• Work to be completed
Find the line with "by the server" in the data below, then restate it and all remaining lines exactly, adding nothing.

• Excerpted data

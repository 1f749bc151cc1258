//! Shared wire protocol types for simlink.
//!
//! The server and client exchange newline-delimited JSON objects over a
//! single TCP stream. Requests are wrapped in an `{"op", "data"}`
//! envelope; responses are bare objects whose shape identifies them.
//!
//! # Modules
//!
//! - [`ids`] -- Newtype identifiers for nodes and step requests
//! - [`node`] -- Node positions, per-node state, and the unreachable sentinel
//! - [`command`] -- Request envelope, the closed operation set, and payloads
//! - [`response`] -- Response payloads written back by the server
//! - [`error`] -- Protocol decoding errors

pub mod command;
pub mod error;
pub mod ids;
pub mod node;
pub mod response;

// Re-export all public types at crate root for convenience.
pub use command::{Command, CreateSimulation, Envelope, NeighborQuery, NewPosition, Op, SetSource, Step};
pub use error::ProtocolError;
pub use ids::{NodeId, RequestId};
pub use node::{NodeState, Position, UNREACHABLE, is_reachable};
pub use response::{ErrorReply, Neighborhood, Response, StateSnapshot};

• Result of the exercise
//! - [`response`] -- Response payloads written back by the server
//! - [`error`] -- Protocol decoding errors

pub mod command;
pub mod error;
pub mod ids;
pub mod node;
pub mod response;

// Re-export all public types at crate root for convenience.
pub use command::{Command, CreateSimulation, Envelope, NeighborQuery, NewPosition, Op, SetSource, Step};
pub use error::ProtocolError;
pub use ids::{NodeId, RequestId};
pub use node::{NodeState, Position, UNREACHABLE, is_reachable};
pub use response::{ErrorReply, Neighborhood, Response, StateSnapshot};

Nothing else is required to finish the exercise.